When magazines do them, it's an end-of-year roundup. When I do it, it's 'OCD'.
Here's a list of everything I read in 2016.
- Moab is My Washpot - Stephen Fry
- The Rough Guide to Iceland - Rough Guides
Before a trip with a friend. The many photos I took can be seen here.
Awopbopaloobop Alopbamboom - Nik Cohn
Git wrote it when he was 22.
The Electric Kool-Aid Acid Test - Tom Wolfe
British as a Second Language - David Bennun
Heart of Darkness - Joseph Conrad
Nausea - Jean-Paul Sartre
Pretty Honest - Sali Hughes
(Featuring a Mirror Factory-appropriate cover)
Words and Music: A History of Pop in the Shape of a City - Paul Morley
We All Looked Up - Tommy Wallach
Young Hearts Run Free: The Real Story of the 1970s - Dave Haslam
Brideshead Revisited - Evelyn Waugh
The name Evelyn Waugh always reminds me of a friend asking the librarian of our school's library for recommendations. After suggesting Waugh, my friend replied: "I don't really like books about war."
Horrorstör - Grady Hendrix
"...the only book you'll ever need about a haunted Scandinavian furniture superstore."
Lighter than my Shadow - Katie Green
The Night Manager - John le Carré
Unspeakable Things - Laurie Penny
They F*** You Up - Oliver James
The Crying of Lot 49 - Thomas Pynchon.
Only book on this list I gave up on, I'm afraid.
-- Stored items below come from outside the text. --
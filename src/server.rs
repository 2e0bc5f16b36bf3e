//! HTTP surface: start, observe and cancel research sessions.

use crate::config::{AppConfig, SearchConfig, SearchProviderKind};
use crate::cost::{CostAccumulator, PricingLookup, StaticPricing};
use crate::error::ResearchError;
use crate::llm::LanguageModel;
use crate::models::{
    ResearchOutcome, ResearchRequest, SessionStatus, SessionView, StartResearchResponse,
};
use crate::pipeline::DeepResearch;
use crate::progress::MemorySink;
use crate::session::ResearchSession;
use crate::tools::{ExaProvider, SearchOptions, SearchProvider, TavilyProvider};
use crate::truncate::{CharEstimateCounter, TokenCounter};
use axum::{
    extract::{Path, State},
    http::StatusCode,
    response::Json,
    routing::{get, post},
    Router,
};
use dashmap::DashMap;
use std::sync::{Arc, Mutex, PoisonError};
use std::time::{Duration, Instant};
use tokio_util::sync::CancellationToken;
use tower_http::cors::CorsLayer;
use tower_http::trace::TraceLayer;
use tracing::{debug, error, info, instrument};
use uuid::Uuid;

#[derive(Debug)]
struct RunState {
    status: SessionStatus,
    outcome: Option<ResearchOutcome>,
    error: Option<String>,
    finished_at: Option<Instant>,
}

/// One research run tracked by the server.
pub struct SessionEntry {
    query: String,
    cancel: CancellationToken,
    events: Arc<MemorySink>,
    state: Mutex<RunState>,
}

impl SessionEntry {
    fn new(query: String) -> Self {
        Self {
            query,
            cancel: CancellationToken::new(),
            events: Arc::new(MemorySink::new()),
            state: Mutex::new(RunState {
                status: SessionStatus::Running,
                outcome: None,
                error: None,
                finished_at: None,
            }),
        }
    }

    fn finish(&self, result: Result<ResearchOutcome, ResearchError>) {
        let mut state = self.state.lock().unwrap_or_else(PoisonError::into_inner);
        state.finished_at = Some(Instant::now());
        match result {
            Ok(outcome) => {
                state.status = if self.cancel.is_cancelled() {
                    SessionStatus::Cancelled
                } else {
                    SessionStatus::Completed
                };
                state.outcome = Some(outcome);
            }
            Err(ResearchError::Cancelled) => state.status = SessionStatus::Cancelled,
            Err(err) => {
                state.status = SessionStatus::Failed;
                state.error = Some(err.to_string());
            }
        }
    }

    /// Finished more than `ttl` ago. Running sessions never expire.
    fn is_expired(&self, now: Instant, ttl: Duration) -> bool {
        let state = self.state.lock().unwrap_or_else(PoisonError::into_inner);
        state
            .finished_at
            .is_some_and(|at| now.saturating_duration_since(at) > ttl)
    }

    fn view(&self, session_id: &str) -> SessionView {
        let state = self.state.lock().unwrap_or_else(PoisonError::into_inner);
        SessionView {
            session_id: session_id.to_string(),
            query: self.query.clone(),
            status: state.status,
            events: self.events.snapshot(),
            outcome: state.outcome.clone(),
            error: state.error.clone(),
        }
    }
}

#[derive(Clone)]
pub struct AppState {
    config: Arc<AppConfig>,
    model: Arc<dyn LanguageModel>,
    search: Arc<dyn SearchProvider>,
    pricing: Arc<dyn PricingLookup>,
    token_counter: Arc<dyn TokenCounter>,
    sessions: Arc<DashMap<String, Arc<SessionEntry>>>,
    session_ttl: Duration,
}

impl AppState {
    pub fn new(config: AppConfig, model: Arc<dyn LanguageModel>, search: Arc<dyn SearchProvider>) -> Self {
        let session_ttl = Duration::from_secs(config.server.session_ttl_secs);
        Self {
            config: Arc::new(config),
            model,
            search,
            pricing: Arc::new(StaticPricing),
            token_counter: Arc::new(CharEstimateCounter),
            sessions: Arc::new(DashMap::new()),
            session_ttl,
        }
    }

    pub fn with_pricing(mut self, pricing: Arc<dyn PricingLookup>) -> Self {
        self.pricing = pricing;
        self
    }

    pub fn with_token_counter(mut self, counter: Arc<dyn TokenCounter>) -> Self {
        self.token_counter = counter;
        self
    }

    pub fn with_session_ttl(mut self, ttl: Duration) -> Self {
        self.session_ttl = ttl;
        self
    }

    /// Drops sessions that finished longer than the TTL ago.
    fn evict_expired(&self) {
        let now = Instant::now();
        let before = self.sessions.len();
        self.sessions
            .retain(|_, entry| !entry.is_expired(now, self.session_ttl));
        let evicted = before.saturating_sub(self.sessions.len());
        if evicted > 0 {
            debug!(evicted, remaining = self.sessions.len(), "evicted finished sessions");
        }
    }
}

/// Picks the configured search backend. A missing key yields an
/// unconfigured provider rather than an error; research then relies on
/// connector tools alone.
pub fn build_search_provider(config: &SearchConfig) -> Arc<dyn SearchProvider> {
    match config.provider {
        SearchProviderKind::Tavily => Arc::new(TavilyProvider::from_env(config.key_env())),
        SearchProviderKind::Exa => Arc::new(ExaProvider::from_env(config.key_env())),
    }
}

pub fn build_router(state: AppState) -> Router {
    Router::new()
        .route("/health", get(health))
        .route("/research", post(start_research))
        .route("/research/:id", get(get_research).delete(cancel_research))
        .layer(TraceLayer::new_for_http())
        .layer(CorsLayer::permissive())
        .with_state(state)
}

async fn health() -> &'static str {
    "OK"
}

#[instrument(skip(state, req), fields(query_len = req.query.len()))]
async fn start_research(
    State(state): State<AppState>,
    Json(req): Json<ResearchRequest>,
) -> Result<(StatusCode, Json<StartResearchResponse>), (StatusCode, String)> {
    state.evict_expired();
    let query = req.query.trim().to_string();
    if query.is_empty() {
        return Err((StatusCode::BAD_REQUEST, "query must not be empty".to_string()));
    }

    let config = match &req.config {
        Some(overrides) => overrides.apply(&state.config.session),
        None => state.config.session.clone(),
    };
    config
        .validate()
        .map_err(|e| (StatusCode::BAD_REQUEST, e.to_string()))?;

    let session_id = Uuid::new_v4().to_string();
    let entry = Arc::new(SessionEntry::new(query.clone()));
    state.sessions.insert(session_id.clone(), Arc::clone(&entry));

    let session = ResearchSession::new(config, Arc::clone(&state.model))
        .with_search(Arc::clone(&state.search), SearchOptions::from(&state.config.search))
        .with_costs(Arc::new(CostAccumulator::new(Arc::clone(&state.pricing))))
        .with_progress(entry.events.clone())
        .with_token_counter(Arc::clone(&state.token_counter))
        .with_cancellation(entry.cancel.clone());

    info!(%session_id, "starting research session");
    let id = session_id.clone();
    tokio::spawn(async move {
        let result = DeepResearch::new(session).run(&query).await;
        if let Err(err) = &result {
            if !err.is_cancelled() {
                error!(session_id = %id, error = %err, "research session failed");
            }
        }
        entry.finish(result);
    });

    Ok((StatusCode::ACCEPTED, Json(StartResearchResponse { session_id })))
}

#[instrument(skip(state))]
async fn get_research(
    State(state): State<AppState>,
    Path(id): Path<String>,
) -> Result<Json<SessionView>, StatusCode> {
    state.evict_expired();
    let entry = state
        .sessions
        .get(&id)
        .map(|e| Arc::clone(e.value()))
        .ok_or(StatusCode::NOT_FOUND)?;
    Ok(Json(entry.view(&id)))
}

#[instrument(skip(state))]
async fn cancel_research(State(state): State<AppState>, Path(id): Path<String>) -> StatusCode {
    state.evict_expired();
    match state.sessions.get(&id) {
        Some(entry) => {
            entry.cancel.cancel();
            info!("research session cancelled");
            StatusCode::NO_CONTENT
        }
        None => StatusCode::NOT_FOUND,
    }
}

#[cfg(test)]
mod tests {
    use super::*;

    #[test]
    fn test_search_provider_follows_config() {
        let config = SearchConfig {
            provider: SearchProviderKind::Exa,
            api_key_env: Some("DEEP_RESEARCH_TEST_UNSET_KEY".to_string()),
            ..Default::default()
        };
        let provider = build_search_provider(&config);
        assert_eq!(provider.name(), "exa");
        assert!(!provider.is_configured());
    }

    #[test]
    fn test_finish_marks_failures() {
        let entry = SessionEntry::new("q".to_string());
        entry.finish(Err(ResearchError::NoToolsAvailable));
        let view = entry.view("id");
        assert_eq!(view.status, SessionStatus::Failed);
        assert!(view.error.unwrap().contains("no tools available"));

        let cancelled = SessionEntry::new("q".to_string());
        cancelled.finish(Err(ResearchError::Cancelled));
        assert_eq!(cancelled.view("id").status, SessionStatus::Cancelled);
    }

    #[test]
    fn test_only_finished_sessions_expire() {
        let entry = SessionEntry::new("q".to_string());
        let later = Instant::now() + Duration::from_secs(60);
        assert!(!entry.is_expired(later, Duration::ZERO));

        entry.finish(Err(ResearchError::Cancelled));
        assert!(!entry.is_expired(Instant::now(), Duration::from_secs(30)));
        assert!(entry.is_expired(later, Duration::from_secs(30)));
    }
}
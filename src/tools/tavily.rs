use super::search::{SearchOptions, SearchProvider};
use crate::error::SearchProviderError;
use crate::models::{SearchResult, TavilySearchRequest, TavilySearchResponse};
use async_trait::async_trait;

const TAVILY_ENDPOINT: &str = "https://api.tavily.com/search";

/// Tavily search API.
#[derive(Debug, Clone)]
pub struct TavilyProvider {
    client: reqwest::Client,
    api_key: Option<String>,
    endpoint: String,
}

impl TavilyProvider {
    pub fn new(api_key: Option<String>) -> Self {
        Self {
            client: reqwest::Client::new(),
            api_key: api_key.filter(|k| !k.trim().is_empty()),
            endpoint: TAVILY_ENDPOINT.to_string(),
        }
    }

    pub fn from_env(var: &str) -> Self {
        Self::new(std::env::var(var).ok())
    }

    pub fn with_endpoint(mut self, endpoint: impl Into<String>) -> Self {
        self.endpoint = endpoint.into();
        self
    }
}

#[async_trait]
impl SearchProvider for TavilyProvider {
    fn name(&self) -> &str {
        "tavily"
    }

    fn is_configured(&self) -> bool {
        self.api_key.is_some()
    }

    fn cost_per_query_cents(&self) -> i64 {
        1
    }

    async fn search(
        &self,
        query: &str,
        max_results: usize,
        options: &SearchOptions,
    ) -> Result<Vec<SearchResult>, SearchProviderError> {
        let api_key = self
            .api_key
            .as_deref()
            .ok_or_else(|| SearchProviderError::NotConfigured {
                provider: self.name().to_string(),
            })?;

        let request = TavilySearchRequest {
            query: query.to_string(),
            max_results,
            search_depth: options.depth.as_str().to_string(),
            include_raw_content: options.include_raw_content,
        };

        let response = self
            .client
            .post(&self.endpoint)
            .bearer_auth(api_key)
            .json(&request)
            .send()
            .await?;

        let status = response.status();
        if !status.is_success() {
            let body = response.text().await.unwrap_or_default();
            return Err(SearchProviderError::Status {
                status: status.as_u16(),
                body,
            });
        }

        let search_response: TavilySearchResponse = response
            .json()
            .await
            .map_err(|e| SearchProviderError::Decode(e.to_string()))?;

        Ok(search_response
            .results
            .into_iter()
            .map(|r| {
                let content = match r.raw_content {
                    Some(raw) if options.include_raw_content && !raw.is_empty() => raw,
                    _ => r.content,
                };
                SearchResult::web(r.title, r.url, content)
            })
            .collect())
    }
}

#[cfg(test)]
mod tests {
    use super::*;

    #[test]
    fn test_blank_key_is_not_configured() {
        assert!(!TavilyProvider::new(Some("  ".to_string())).is_configured());
        assert!(!TavilyProvider::new(None).is_configured());
        assert!(TavilyProvider::new(Some("tvly-123".to_string())).is_configured());
    }

    #[tokio::test]
    async fn test_search_without_key_fails_before_network() {
        let err = TavilyProvider::new(None)
            .search("q", 5, &SearchOptions::default())
            .await
            .unwrap_err();
        assert!(matches!(err, SearchProviderError::NotConfigured { .. }));
    }

    #[tokio::test]
    async fn test_unreachable_endpoint_is_a_transport_error() {
        let provider = TavilyProvider::new(Some("k".to_string()))
            .with_endpoint("http://127.0.0.1:9/search");
        let err = provider
            .search("q", 5, &SearchOptions::default())
            .await
            .unwrap_err();
        assert!(matches!(err, SearchProviderError::Transport(_)));
    }
}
Secrets of East Sussex - Sandy Hernu
Bizarre Brighton - Christopher Horlock
A Guide to the Buildings of Brighton - students and staff of the School of Architecture and Interior Design, Brighton Polytechnic
Four Children and It - Jacqueline Wilson
Candy Floss - Jacqueline Wilson
Mr Stink - David Walliams
The above three, checked out from Hove library's children's section, were inhaled over a period when I was very ill with food poisoning. I was about three weeks into a new job I hated. I decided if having food poisoning and reading books was preferable to my job, I'd better give it up. So I quit. I'm now currently happier and healthier temping for numerous departments. I enjoy the flexibility and variety. I also enjoy lying around reading books all day (minus the food poisoning).
Beloved - Toni Morrison
Understanding Human Nature - Alfred Adler
Live at the Brixton Academy - Simon Parkes
Lost in Music: A Pop Odyssey - Giles Smith
Just Kids - Patti Smith
Atonement - Ian McEwan
Clothes, Clothes, Clothes. Music, Music, Music. Boys, Boys, Boys - Viv Albertine
As good as everyone said it was.
The Sleeper and the Spindle - Neil Gaiman
Naming Monsters - Hannah Eaton
The Humans - Matt Haig
Guide to Life - Steven Appleby
Beautiful You - Chuck Palahniuk
Emergency Kit: Poems for Strange Times - Matthew Sweeney
Confessions of a Crap Artist - Philip K. Dick
Plays - Harold Pinter
Strangeland - Tracey Emin
Rocks Stars Stole My Life - Mark Ellen
If You're Reading This I'm Already Dead - Andrew Nicoll
Hansel & Gretel - Neil Gaiman
Robinson Crusoe - Daniel Defoe
Overcoming Worry & Anxiety - Dr Jerry Kennard
The Moon is a Harsh Mistress - Robert A. Heinlein
The Tattoo Dictionary - Trent Aitken-Smith + Ashley Tyson
A Book for Her - Bridget Christie
Cancer Vixen: A True Story - Marisa Acocella Marchetto
Dublinesque - Enrique Vila-Matas
Musrum - Eric Thacker
Go Ask Alice - Anonymous
The Book of Kells: An Illustrated Introduction to the Manuscript in Trinity College Dublin - Bernard Meehan
Ireland - Lonely Planet people
Before a trip there with the guy who bought me No.38 and let me borrow No.51, and is the reason not as many books got read in the latter half of the year as in the former ;)
Understanding Autism for Dummies - Linda G. Rastelli and Stephen Shore
He Shot Me Down - a whole bunch of people
The Dark Net: Inside the Digital Underworld - Jamie Bartlett.